Whoever Julia is, she still has a mighty strong hold on Spike. And that hold, which Spike refuses to explain but which still controls his most important decisions, finally drives a wedge between him and Jet. Jet turns into everybody’s over-protective dad, telling Spike that if he leaves now he can’t come back, and that at least he’ll be able to keep some food in the place now, and that all this time he thought Spike was the one who was lonely. He’s clearly haranguing Spike just to keep him around a little longer, because he doesn’t know if he’ll ever see him again. It’s one of the rare glimpses we have into Jet’s heart, and it turns out that heart is very soft and very big, with enough room for a self-destructive maniac like Spike to fit inside. His ranting exposes all the tensions that have undergirded his relationship with Spike over the past three years: all the things he could not or would not say to his affectedly goofy partner. Spike smiles softly, as though he understands this, and then he takes off.

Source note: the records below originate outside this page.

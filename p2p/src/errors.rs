use libp2p::PeerId;
use serde::{Deserialize, Serialize};
use thiserror::Error;

use crate::identity::IdentityError;

/// Fatal errors raised while building or starting a [`crate::Host`].
#[derive(Error, Debug)]
pub enum HostError {
    #[error("Could not bind the listen address {addr}. {source}")]
    Bind { addr: String, source: std::io::Error },
    #[error("The listen address {0} is not a dialable ip/tcp address.")]
    UnsupportedAddress(String),
    #[error("Invalid host configuration. {0}")]
    InvalidConfig(String),
    #[error("Could not register a dispatch surface. {0}")]
    Registration(#[from] DispatchRegistrationError),
    #[error("The host is already accepting connections.")]
    AlreadyAccepting,
    #[error("Identity error. {0}")]
    Identity(#[from] IdentityError),
}

#[derive(Error, Debug, Clone, PartialEq, Eq)]
pub enum DispatchRegistrationError {
    #[error("Service names cannot be empty.")]
    EmptyName,
    #[error("A service called '{0}' is already registered.")]
    Duplicate(String),
}

/// The outcome of a failed connection attempt.
///
/// This is `Clone` so that a single in-flight connect in the [`crate::ClientPool`] can hand the same result to every
/// caller waiting on it.
#[derive(Error, Debug, Clone, PartialEq, Eq)]
pub enum ConnectError {
    #[error("Dial all maddr fail. No endpoint of {peer} was reachable ({attempts} attempts).")]
    DialAllFailed { peer: PeerId, attempts: usize },
    #[error("The connection attempt was cancelled.")]
    Cancelled,
    #[error("Invalid peer id: {0}")]
    InvalidPeerId(String),
    #[error("Could not identify the remote peer. {0}")]
    Handshake(String),
    #[error("Dialled {expected}, but the remote identified itself as {actual}.")]
    PeerMismatch { expected: PeerId, actual: PeerId },
}

/// Errors from a single remote call over an established connection.
#[derive(Error, Debug)]
pub enum CallError {
    #[error("I/O error on the connection. {0}")]
    Io(#[from] std::io::Error),
    #[error("The call was cancelled.")]
    Cancelled,
    #[error("The connection is closed.")]
    ConnectionClosed,
    #[error("Could not de/encode an rpc frame. {0}")]
    Codec(#[from] serde_json::Error),
    #[error("The remote peer returned an error. {0}")]
    Remote(#[from] RemoteServerError),
}

#[derive(Error, Debug)]
pub enum SendError {
    #[error("No client ID is: {0}")]
    NoClient(PeerId),
    #[error(transparent)]
    Connect(#[from] ConnectError),
    #[error(transparent)]
    Call(#[from] CallError),
}

impl SendError {
    pub fn is_cancelled(&self) -> bool {
        matches!(self, SendError::Call(CallError::Cancelled) | SendError::Connect(ConnectError::Cancelled))
    }
}

/// An error code from the peer server, akin to an HTTP error code. These travel over the wire.
#[derive(Error, Debug, Clone, PartialEq, Eq, Serialize, Deserialize)]
pub enum RemoteServerError {
    #[error("No handler is registered for message id {0}.")]
    NoHandler(i32),
    #[error("The remote peer does not offer a service called '{0}'.")]
    UnknownService(String),
    #[error("Service '{service}' has no method called '{method}'.")]
    UnknownMethod { service: String, method: String },
    #[error("Malformed request. {0}")]
    BadRequest(String),
    #[error("The message handler failed. {0}")]
    Handler(String),
}

impl RemoteServerError {
    pub fn bad_request(msg: impl Into<String>) -> Self {
        RemoteServerError::BadRequest(msg.into())
    }
}

/// A score could not be computed for a counter vector. This is never folded into a zero score.
#[derive(Error, Debug, Clone, PartialEq, Eq)]
pub enum ScoringFault {
    #[error("The weighted sum overflowed.")]
    Overflow,
    #[error("The score policy panicked: {0}")]
    Panicked(String),
}
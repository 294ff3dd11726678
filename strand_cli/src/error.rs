use thiserror::Error;

#[derive(Debug, Error)]
pub enum CliError {
    #[error("IO Error: {0}")]
    IoError(#[from] std::io::Error),
    #[error("Invalid configuration file: {0}")]
    InvalidConfig(#[from] serde_yml::Error),
    #[error("The peer id of identity '{0}' does not match its keypair.")]
    InconsistentIdentity(String),
    #[error("Line {line} of the snapshot file is invalid. {reason}")]
    InvalidSnapshot { line: usize, reason: String },
}
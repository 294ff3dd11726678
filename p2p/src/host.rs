use crate::client::HostClient;
use crate::config::HostConfig;
use crate::errors::{ConnectError, HostError, SendError};
use crate::feedback::{spawn_snapshot_task, FeedbackCollector};
use crate::identity::{HostIdentity, PeerInfo};
use crate::pool::ClientPool;
use crate::race::race_connect;
use crate::rpc::DispatchTable;
use crate::score::Scorer;
use crate::server::{serve, ServeOptions};
use crate::services::{AddrService, HandlerMap, MessageHandler, MsgService, ADDR_SERVICE, MSG_SERVICE};
use crate::transport::{multiaddr_to_socket_addr, reachable_addrs, strip_peer_id, TcpDialer};
use libp2p::multiaddr::Protocol;
use libp2p::{Multiaddr, PeerId};
use log::*;
use parking_lot::Mutex;
use std::net::SocketAddr;
use std::str::FromStr;
use std::sync::Arc;
use std::time::Instant;
use tokio::net::TcpListener;
use tokio::task::JoinHandle;
use tokio_util::sync::CancellationToken;

/// A p2p host: serves the identity and message surfaces to inbound peers, and connects to and messages remote peers
/// while keeping score of how well each one answers.
///
/// `Host` is cheap to clone. Clones share the listener, the client pool and the feedback table. The usual pattern is
/// to spawn [`Host::accept`] on one clone and use another to talk to peers.
#[derive(Clone)]
pub struct Host {
    inner: Arc<HostInner>,
}

struct HostInner {
    config: HostConfig,
    local_addr: SocketAddr,
    listener: Mutex<Option<TcpListener>>,
    handlers: HandlerMap,
    pool: ClientPool,
    feedback: FeedbackCollector,
    dialer: Arc<TcpDialer>,
    shutdown: CancellationToken,
    snapshot_task: Mutex<Option<JoinHandle<()>>>,
}

impl Drop for HostInner {
    fn drop(&mut self) {
        self.shutdown.cancel();
    }
}

impl Host {
    /// Binds the listen address and starts the snapshot task. Nothing is served until [`Host::accept`] is called.
    pub async fn bind(config: HostConfig) -> Result<Self, HostError> {
        config.validate()?;
        let addr = multiaddr_to_socket_addr(&config.listen_addr)
            .ok_or_else(|| HostError::UnsupportedAddress(config.listen_addr.to_string()))?;
        let listener = TcpListener::bind(addr)
            .await
            .map_err(|source| HostError::Bind { addr: config.listen_addr.to_string(), source })?;
        let local_addr =
            listener.local_addr().map_err(|source| HostError::Bind { addr: config.listen_addr.to_string(), source })?;
        if let Some(endpoint) = config.profiling_endpoint {
            info!("A profiling endpoint was requested on {endpoint}. Profiling is not served by this host.");
        }
        let feedback = FeedbackCollector::new(Scorer::from(config.score_weights));
        let shutdown = CancellationToken::new();
        let snapshot_task = spawn_snapshot_task(
            feedback.clone(),
            config.snapshot_path.clone(),
            config.snapshot_interval,
            shutdown.child_token(),
        );
        info!("Host {} listening on {local_addr}", config.identity);
        let inner = HostInner {
            config,
            local_addr,
            listener: Mutex::new(Some(listener)),
            handlers: HandlerMap::default(),
            pool: ClientPool::new(),
            feedback,
            dialer: Arc::new(TcpDialer),
            shutdown,
            snapshot_task: Mutex::new(Some(snapshot_task)),
        };
        Ok(Self { inner: Arc::new(inner) })
    }

    pub fn config(&self) -> &HostConfig {
        &self.inner.config
    }

    pub fn identity(&self) -> &HostIdentity {
        &self.inner.config.identity
    }

    pub fn peer_id(&self) -> PeerId {
        self.inner.config.identity.peer_id()
    }

    /// The address the listener is bound to.
    pub fn local_addr(&self) -> SocketAddr {
        self.inner.local_addr
    }

    /// The addresses other peers can reach this host on.
    ///
    /// A host bound to a wildcard address advertises each non-loopback interface address with the bound port. Configured
    /// announce addresses follow.
    pub fn addrs(&self) -> Vec<Multiaddr> {
        let bound = reachable_addrs(self.inner.local_addr);
        bound.into_iter().chain(self.inner.config.announce_addrs.iter().cloned()).collect()
    }

    /// What this host tells peers about itself.
    pub fn local_info(&self) -> PeerInfo {
        PeerInfo::new(self.identity(), self.addrs())
    }

    /// Registers `handler` for incoming messages with `msg_id`. Returns `true` if it replaced an earlier handler.
    pub fn register_handler<H: MessageHandler>(&self, msg_id: i32, handler: H) -> bool {
        self.inner.handlers.register(msg_id, handler)
    }

    pub fn handlers(&self) -> &HandlerMap {
        &self.inner.handlers
    }

    pub fn feedback(&self) -> &FeedbackCollector {
        &self.inner.feedback
    }

    pub fn pool(&self) -> &ClientPool {
        &self.inner.pool
    }

    /// Serves inbound connections until [`Host::shutdown`] is called.
    ///
    /// Only one accept loop can run per host; a second call fails with [`HostError::AlreadyAccepting`].
    pub async fn accept(&self) -> Result<(), HostError> {
        let listener = self.inner.listener.lock().take().ok_or(HostError::AlreadyAccepting)?;
        let mut dispatch = DispatchTable::new();
        dispatch.register(ADDR_SERVICE, AddrService { info: self.local_info() })?;
        dispatch.register(MSG_SERVICE, MsgService { handlers: self.inner.handlers.clone() })?;
        let options = ServeOptions {
            idle_timeout: self.inner.config.idle_timeout,
            max_connections: self.inner.config.max_connections,
            ..Default::default()
        };
        serve(listener, Arc::new(dispatch), options, self.inner.shutdown.child_token()).await;
        Ok(())
    }

    /// Race-dials `endpoints`, identifies the peer and caches the client in the pool.
    pub async fn connect(
        &self,
        cancel: &CancellationToken,
        peer: PeerId,
        endpoints: &[Multiaddr],
    ) -> Result<HostClient, ConnectError> {
        let client = self.dial_client(cancel, peer, endpoints).await?;
        if let Some(old) = self.inner.pool.insert(client.clone()) {
            old.close();
        }
        Ok(client)
    }

    /// [`Host::connect`] with the peer id and endpoints given as strings.
    ///
    /// Endpoints that do not parse, or that name a different peer in a `/p2p/` suffix, are skipped with a warning.
    pub async fn connect_addr_strings<S: AsRef<str>>(
        &self,
        cancel: &CancellationToken,
        peer: &str,
        endpoints: &[S],
    ) -> Result<HostClient, ConnectError> {
        let peer = PeerId::from_str(peer).map_err(|e| ConnectError::InvalidPeerId(format!("{peer}: {e}")))?;
        let endpoints = parse_endpoints(peer, endpoints);
        self.connect(cancel, peer, &endpoints).await
    }

    /// Returns the pooled client for `peer`, connecting through `endpoints` if there is none.
    ///
    /// Concurrent calls for the same peer share a single connection attempt, made with the first caller's `cancel`.
    pub async fn ensure_client(
        &self,
        cancel: &CancellationToken,
        peer: PeerId,
        endpoints: &[Multiaddr],
    ) -> Result<HostClient, ConnectError> {
        let host = self.clone();
        let cancel = cancel.clone();
        let endpoints = endpoints.to_vec();
        self.inner
            .pool
            .ensure_client(peer, move || async move { host.dial_client(&cancel, peer, &endpoints).await })
            .await
    }

    async fn dial_client(
        &self,
        cancel: &CancellationToken,
        peer: PeerId,
        endpoints: &[Multiaddr],
    ) -> Result<HostClient, ConnectError> {
        let options = self.inner.config.race_options();
        let raced = race_connect(cancel, peer, endpoints, Arc::clone(&self.inner.dialer), &options).await?;
        debug!("Connected to {peer} on {}", raced.endpoint);
        HostClient::handshake(cancel, raced.stream, peer, self.local_info()).await
    }

    /// Sends a message to `peer` over its pooled client.
    ///
    /// This never dials: without a live client for `peer` it fails with [`SendError::NoClient`]. Every call, including
    /// that one and calls abandoned by dropping the future, is recorded once in the feedback table.
    pub async fn send_msg(
        &self,
        cancel: &CancellationToken,
        peer: PeerId,
        msg_id: i32,
        payload: Vec<u8>,
    ) -> Result<Vec<u8>, SendError> {
        let mut record = CallRecord::start(self.inner.feedback.clone(), peer);
        let client = self.inner.pool.get_client(&peer).ok_or(SendError::NoClient(peer))?;
        let response = client.send_msg(cancel, msg_id, payload).await?;
        record.succeeded();
        Ok(response)
    }

    /// Like [`Host::send_msg`], but connects through `endpoints` first if there is no pooled client. Connection time
    /// counts towards the call's latency.
    pub async fn send_msg_with_addrs(
        &self,
        cancel: &CancellationToken,
        peer: PeerId,
        endpoints: &[Multiaddr],
        msg_id: i32,
        payload: Vec<u8>,
    ) -> Result<Vec<u8>, SendError> {
        let mut record = CallRecord::start(self.inner.feedback.clone(), peer);
        let client = self.ensure_client(cancel, peer, endpoints).await?;
        let response = client.send_msg(cancel, msg_id, payload).await?;
        record.succeeded();
        Ok(response)
    }

    /// Stops the accept loop and the snapshot task, and closes every pooled client.
    pub fn shutdown(&self) {
        info!("Shutting down host {}", self.inner.config.identity);
        self.inner.shutdown.cancel();
        self.inner.pool.close_all();
    }

    /// Waits for the snapshot task to finish after [`Host::shutdown`].
    pub async fn stopped(&self) {
        let task = self.inner.snapshot_task.lock().take();
        if let Some(task) = task {
            if let Err(err) = task.await {
                warn!("The snapshot task ended abnormally: {err}");
            }
        }
    }

    pub fn is_shut_down(&self) -> bool {
        self.inner.shutdown.is_cancelled()
    }
}

fn parse_endpoints<S: AsRef<str>>(peer: PeerId, endpoints: &[S]) -> Vec<Multiaddr> {
    endpoints
        .iter()
        .filter_map(|s| {
            let s = s.as_ref();
            let addr = match Multiaddr::from_str(s) {
                Ok(addr) => addr,
                Err(err) => {
                    warn!("Skipping invalid address '{s}': {err}");
                    return None;
                }
            };
            match addr.iter().last() {
                Some(Protocol::P2p(id)) if id != peer => {
                    warn!("Skipping address '{s}': it belongs to {id}, not {peer}");
                    None
                }
                _ => Some(strip_peer_id(addr)),
            }
        })
        .collect()
}

/// Records one outbound call in the feedback table when dropped, so the call is counted however it ends.
struct CallRecord {
    feedback: FeedbackCollector,
    peer: PeerId,
    started: Instant,
    succeeded: bool,
}

impl CallRecord {
    fn start(feedback: FeedbackCollector, peer: PeerId) -> Self {
        Self { feedback, peer, started: Instant::now(), succeeded: false }
    }

    fn succeeded(&mut self) {
        self.succeeded = true;
    }
}

impl Drop for CallRecord {
    fn drop(&mut self) {
        let elapsed = self.started.elapsed();
        trace!("Call to {} finished in {elapsed:?} (ok: {})", self.peer, self.succeeded);
        self.feedback.record_call(&self.peer, self.succeeded, elapsed);
    }
}
use anyhow::anyhow;
use clap::Parser;
use log::*;
use std::path::PathBuf;
use std::time::Duration;
use strand_cli::config::{CliCommand, Config, GlobalOptions, IdCommand, ScoresCommand, SendCommand, ServeCommand};
use strand_cli::error::CliError;
use strand_cli::id_management::{default_id_path, LocalIdentitySet};
use strand_cli::scores::{format_score, read_scores};
use strand_p2p::feedback::default_snapshot_path;
use strand_p2p::{Host, HostConfig, HostIdentity, MessageHead, Scorer};
use tokio_util::sync::CancellationToken;

/// The message id the `serve` command answers by echoing the payload back.
const ECHO_MSG_ID: i32 = 0;

#[tokio::main]
async fn main() {
    let config: Config = Config::parse();
    init_logging(config.debug);
    let (global_options, command) = config.to_parts();

    let result = match command {
        CliCommand::Id(id_command) => exec_id_command(id_command, global_options),
        CliCommand::Serve(serve_command) => start_server(serve_command, global_options).await,
        CliCommand::Send(send_command) => exec_send_command(send_command, global_options).await,
        CliCommand::Scores(scores_command) => exec_scores_command(scores_command),
    };

    if let Err(err) = result {
        eprintln!("** Error ** \n {err}");
        std::process::exit(1);
    }
}

fn init_logging(debug: bool) {
    let default_filter = if debug { "debug" } else { "info" };
    env_logger::Builder::from_env(env_logger::Env::default().default_filter_or(default_filter)).init();
}

fn exec_id_command(cmd: IdCommand, config: GlobalOptions) -> Result<(), anyhow::Error> {
    let path = config.config_file.unwrap_or_else(default_id_path);
    match cmd {
        IdCommand::Create { name } => {
            let mut local_identities = load_or_create_identities(&path)?;
            let identity = match name {
                Some(name) => HostIdentity::random_with_name(name),
                None => HostIdentity::random(),
            };
            if local_identities.contains(identity.name()) {
                return Err(anyhow!("Identity with name {} already exists.", identity.name()));
            }
            println!("Identity created: {identity}");
            local_identities.insert(identity);
            println!("Saving identities to {}", path.display());
            local_identities.save(&path)?;
        }
        IdCommand::List => {
            let local_identities = load_or_create_identities(&path)?;
            println!("{} Local identities found.", local_identities.len());
            for id in local_identities.identities.values() {
                println!("{id}");
            }
        }
        IdCommand::Delete { name } => {
            let mut local_identities = load_or_create_identities(&path)?;
            match local_identities.remove(&name) {
                Some(identity) => {
                    println!("Identity deleted: {identity}");
                    local_identities.save(&path)?;
                }
                None => {
                    return Err(anyhow!("Identity with name {name} not found."));
                }
            }
        }
    }
    Ok(())
}

fn load_or_create_identities(path: &PathBuf) -> Result<LocalIdentitySet, anyhow::Error> {
    match LocalIdentitySet::try_load(Some(path)) {
        Ok(local_identities) => Ok(local_identities),
        Err(CliError::IoError(err)) if err.kind() == std::io::ErrorKind::NotFound => {
            println!("No identity file found at {}", path.display());
            Ok(LocalIdentitySet::default())
        }
        Err(CliError::IoError(err)) => Err(anyhow!("Error reading identity file: {err}")),
        Err(err) => Err(anyhow!("Could not load identities: {err}")),
    }
}

fn assign_identity(path: PathBuf, id_name: Option<&str>) -> Result<HostIdentity, anyhow::Error> {
    info!("Loading identities from {}", path.display());
    let local_identities = load_or_create_identities(&path)?;
    if local_identities.is_empty() {
        return Err(anyhow!("No identities found. Use `strand id new` to create one."));
    }
    local_identities
        .select(id_name)
        .cloned()
        .ok_or_else(|| anyhow!("Identity not found: {}", id_name.unwrap_or_default()))
}

async fn start_server(cmd: ServeCommand, options: GlobalOptions) -> Result<(), anyhow::Error> {
    let path = options.config_file.unwrap_or_else(default_id_path);
    let identity = assign_identity(path, options.id_name.as_deref())?;
    let mut config = HostConfig::new(identity)
        .with_listen_addr(cmd.listen_address)
        .with_debug(options.debug)
        .with_idle_timeout(Duration::from_secs(cmd.idle_timeout_secs));
    if let Some(file) = cmd.snapshot_file {
        config = config.with_snapshot_path(file);
    }
    if let Some(max) = cmd.max_connections {
        config = config.with_max_connections(max);
    }
    if let Some(endpoint) = cmd.profile_address {
        config = config.with_profiling_endpoint(endpoint);
    }
    for addr in cmd.announce {
        config = config.with_announce_addr(addr);
    }
    let host = Host::bind(config).await?;
    host.register_handler(ECHO_MSG_ID, |head: MessageHead, payload: Vec<u8>| async move {
        debug!("Echoing {} bytes to {}", payload.len(), head.remote.id);
        Ok::<_, String>(payload)
    });
    println!("Serving as {} on {}", host.identity(), host.local_addr());
    for addr in host.addrs() {
        println!("  reachable at {addr}/p2p/{}", host.peer_id());
    }

    let server = host.clone();
    let accept = tokio::spawn(async move { server.accept().await });
    tokio::signal::ctrl_c().await?;
    info!("Ctrl-C received. Shutting down.");
    host.shutdown();
    accept.await??;
    host.stopped().await;
    info!("Server has shut down.");
    Ok(())
}

async fn exec_send_command(cmd: SendCommand, options: GlobalOptions) -> Result<(), anyhow::Error> {
    let path = options.config_file.unwrap_or_else(default_id_path);
    let identity = assign_identity(path, options.id_name.as_deref())?;
    let config = HostConfig::new(identity).with_listen_addr(cmd.listen_address).with_debug(options.debug);
    let host = Host::bind(config).await?;
    let cancel = CancellationToken::new();
    let timeout = Duration::from_secs(cmd.timeout_secs);
    let exchange = async {
        let client = host.connect_addr_strings(&cancel, &cmd.peer, &cmd.addrs).await?;
        info!("Connected to {}", client.remote_peer());
        let reply = host.send_msg(&cancel, client.remote_peer(), cmd.msg_id, cmd.payload.clone().into_bytes()).await?;
        Ok::<_, anyhow::Error>(reply)
    };
    let result = tokio::time::timeout(timeout, exchange).await;
    host.shutdown();
    let reply = result.map_err(|_| anyhow!("No reply within {timeout:?}"))??;
    println!("{}", String::from_utf8_lossy(&reply));
    Ok(())
}

fn exec_scores_command(cmd: ScoresCommand) -> Result<(), anyhow::Error> {
    let path = cmd.file.unwrap_or_else(default_snapshot_path);
    let peers = read_scores(&path, &Scorer::default())?;
    println!("{} peers in {}", peers.len(), path.display());
    println!("{:<54} {:>8} {:>8} {:>8} {:>8} {:>8}  score", "peer", "ok", "failed", ">300ms", ">1s", ">3s");
    for peer in peers {
        let c = peer.record.counters.as_array();
        println!(
            "{:<54} {:>8} {:>8} {:>8} {:>8} {:>8}  {}",
            peer.record.peer.to_base58(),
            c[0],
            c[1],
            c[2],
            c[3],
            c[4],
            format_score(&peer.score)
        );
    }
    Ok(())
}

On Callisto, Faye is sitting at a bar called the Rester House listening to a very beautiful man play a saxophone. We learn that the man playing, Gren, is naturally quite popular with the few women who spend any time on Callisto, which is a frozen wasteland of parkas and Soviet architecture. Spike decides to find Gren, but Gren is busy rescuing Faye, who has attracted some predatory male attention. It’s worth noting that inside of an hour on Callisto, both Spike and Faye find themselves embroiled in fights: Faye with possible rapists, and Spike with a group of men who want to interrupt a drug deal they’ve heard is going down—Vicious’s drug deal.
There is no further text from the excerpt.